> [About this exercise]:
Output the entries underneath exactly as they are.

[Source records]

——————

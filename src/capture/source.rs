//! Packet acquisition over live and offline pcap captures.

use pcap::{Active, Capture, Linktype, Offline, Savefile};
use tracing::debug;

use super::{CaptureConfig, CaptureMode};
use crate::error::CaptureError;

/// Read timeout for live captures, so the capture loop can observe shutdown
/// between packets.
const READ_TIMEOUT_MS: i32 = 100;

/// Outcome of polling the capture handle once.
#[derive(Debug)]
pub enum Captured {
    /// A packet was read.
    Packet(Vec<u8>),
    /// Live read timed out with no traffic; poll again.
    Idle,
    /// Offline file fully consumed.
    Done,
}

enum SourceInner {
    Live {
        capture: Capture<Active>,
        outfile: Option<Savefile>,
    },
    Offline {
        capture: Capture<Offline>,
    },
}

/// Unified packet source for live interfaces and capture files.
pub struct PacketSource {
    inner: SourceInner,
    link: Linktype,
}

impl PacketSource {
    /// Open the capture described by `mode` and `config`.
    ///
    /// Any failure here (unknown device, unreadable file, bad filter,
    /// unwritable output path) is fatal: callers abort startup before the
    /// transport ever binds.
    pub fn open(mode: &CaptureMode, config: &CaptureConfig) -> Result<Self, CaptureError> {
        match mode {
            CaptureMode::Offline { path } => {
                let mut capture =
                    Capture::from_file(path).map_err(|source| CaptureError::File {
                        path: path.clone(),
                        source,
                    })?;
                apply_filter(&mut capture, config)?;

                let link = capture.get_datalink();
                debug!(path = %path.display(), link = link.0, "offline capture opened");
                Ok(Self {
                    inner: SourceInner::Offline { capture },
                    link,
                })
            }
            CaptureMode::Live { device } => {
                let mut builder = Capture::from_device(device.as_str())
                    .map_err(|source| CaptureError::Device {
                        device: device.clone(),
                        source,
                    })?
                    .promisc(config.promisc)
                    .immediate_mode(true)
                    .timeout(READ_TIMEOUT_MS);
                if config.monitor {
                    builder = builder.rfmon(true);
                }

                let mut capture = builder.open().map_err(|source| CaptureError::Device {
                    device: device.clone(),
                    source,
                })?;
                apply_filter(&mut capture, config)?;

                let outfile = match config.outfile_for(mode) {
                    Some(path) => Some(capture.savefile(path).map_err(|source| {
                        CaptureError::Outfile {
                            path: path.to_path_buf(),
                            source,
                        }
                    })?),
                    None => None,
                };

                let link = capture.get_datalink();
                debug!(device, link = link.0, "live capture opened");
                Ok(Self {
                    inner: SourceInner::Live { capture, outfile },
                    link,
                })
            }
        }
    }

    /// Link type of the capture, for packet decoding.
    pub fn link_type(&self) -> i32 {
        self.link.0
    }

    /// Poll for the next packet. Mirrors every live packet into the output
    /// capture when one is configured.
    pub fn next_packet(&mut self) -> Result<Captured, CaptureError> {
        match &mut self.inner {
            SourceInner::Live { capture, outfile } => match capture.next_packet() {
                Ok(packet) => {
                    if let Some(savefile) = outfile {
                        savefile.write(&packet);
                    }
                    Ok(Captured::Packet(packet.data.to_vec()))
                }
                Err(pcap::Error::TimeoutExpired) => Ok(Captured::Idle),
                Err(pcap::Error::NoMorePackets) => Ok(Captured::Done),
                Err(source) => Err(CaptureError::Read(source)),
            },
            SourceInner::Offline { capture } => match capture.next_packet() {
                Ok(packet) => Ok(Captured::Packet(packet.data.to_vec())),
                Err(pcap::Error::NoMorePackets) => Ok(Captured::Done),
                Err(source) => Err(CaptureError::Read(source)),
            },
        }
    }
}

fn apply_filter<T: pcap::Activated>(
    capture: &mut Capture<T>,
    config: &CaptureConfig,
) -> Result<(), CaptureError> {
    if let Some(filter) = config.filter.as_deref() {
        capture
            .filter(filter, true)
            .map_err(|source| CaptureError::Filter {
                filter: filter.to_string(),
                source,
            })?;
    }
    Ok(())
}
//! HTTP/1.x message decoding and exchange reconstruction.

mod decoder;
mod reconstruct;

pub use decoder::{HttpEvent, MessageDecoder, Role};
pub use reconstruct::{Exchange, ExchangeSink, HttpReconstructor};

——————

> [The completed task]:
filename src/capture/source.rs
//! Packet acquisition over live and offline pcap captures.

use pcap::{Active, Capture, Linktype, Offline, Savefile};
use tracing::debug;

use super::{CaptureConfig, CaptureMode};
use crate::error::CaptureError;

/// Read timeout for live captures, so the capture loop can observe shutdown
/// between packets.
const READ_TIMEOUT_MS: i32 = 100;

/// Outcome of polling the capture handle once.
#[derive(Debug)]
pub enum Captured {
    /// A packet was read.
    Packet(Vec<u8>),
    /// Live read timed out with no traffic; poll again.
    Idle,
    /// Offline file fully consumed.
    Done,
}

enum SourceInner {
    Live {
        capture: Capture<Active>,
        outfile: Option<Savefile>,
    },
    Offline {
        capture: Capture<Offline>,
    },
}

/// Unified packet source for live interfaces and capture files.
pub struct PacketSource {
    inner: SourceInner,
    link: Linktype,
}

impl PacketSource {
    /// Open the capture described by `mode` and `config`.
    ///
    /// Any failure here (unknown device, unreadable file, bad filter,
    /// unwritable output path) is fatal: callers abort startup before the
    /// transport ever binds.
    pub fn open(mode: &CaptureMode, config: &CaptureConfig) -> Result<Self, CaptureError> {
        match mode {
            CaptureMode::Offline { path } => {
                let mut capture =
                    Capture::from_file(path).map_err(|source| CaptureError::File {
                        path: path.clone(),
                        source,
                    })?;
                apply_filter(&mut capture, config)?;

                let link = capture.get_datalink();
                debug!(path = %path.display(), link = link.0, "offline capture opened");
                Ok(Self {
                    inner: SourceInner::Offline { capture },
                    link,
                })
            }
            CaptureMode::Live { device } => {
                let mut builder = Capture::from_device(device.as_str())
                    .map_err(|source| CaptureError::Device {
                        device: device.clone(),
                        source,
                    })?
                    .promisc(config.promisc)
                    .immediate_mode(true)
                    .timeout(READ_TIMEOUT_MS);
                if config.monitor {
                    builder = builder.rfmon(true);
                }

                let mut capture = builder.open().map_err(|source| CaptureError::Device {
                    device: device.clone(),
                    source,
                })?;
                apply_filter(&mut capture, config)?;

                let outfile = match config.outfile_for(mode) {
                    Some(path) => Some(capture.savefile(path).map_err(|source| {
                        CaptureError::Outfile {
                            path: path.to_path_buf(),
                            source,
                        }
                    })?),
                    None => None,
                };

                let link = capture.get_datalink();
                debug!(device, link = link.0, "live capture opened");
                Ok(Self {
                    inner: SourceInner::Live { capture, outfile },
                    link,
                })
            }
        }
    }

    /// Link type of the capture, for packet decoding.
    pub fn link_type(&self) -> i32 {
        self.link.0
    }

    /// Poll for the next packet. Mirrors every live packet into the output
    /// capture when one is configured.
    pub fn next_packet(&mut self) -> Result<Captured, CaptureError> {
        match &mut self.inner {
            SourceInner::Live { capture, outfile } => match capture.next_packet() {
                Ok(packet) => {
                    if let Some(savefile) = outfile {
                        savefile.write(&packet);
                    }
                    Ok(Captured::Packet(packet.data.to_vec()))
                }
                Err(pcap::Error::TimeoutExpired) => Ok(Captured::Idle),
                Err(pcap::Error::NoMorePackets) => Ok(Captured::Done),
                Err(source) => Err(CaptureError::Read(source)),
            },
            SourceInner::Offline { capture } => match capture.next_packet() {
                Ok(packet) => Ok(Captured::Packet(packet.data.to_vec())),
                Err(pcap::Error::NoMorePackets) => Ok(Captured::Done),
                Err(source) => Err(CaptureError::Read(source)),
            },
        }
    }
}

fn apply_filter<T: pcap::Activated>(
    capture: &mut Capture<T>,
    config: &CaptureConfig,
) -> Result<(), CaptureError> {
    if let Some(filter) = config.filter.as_deref() {
        capture
            .filter(filter, true)
            .map_err(|source| CaptureError::Filter {
                filter: filter.to_string(),
                source,
            })?;
    }
    Ok(())
}
//! HTTP/1.x message decoding and exchange reconstruction.

mod decoder;
mod reconstruct;

pub use decoder::{HttpEvent, MessageDecoder, Role};
pub use reconstruct::{Exchange, ExchangeSink, HttpReconstructor};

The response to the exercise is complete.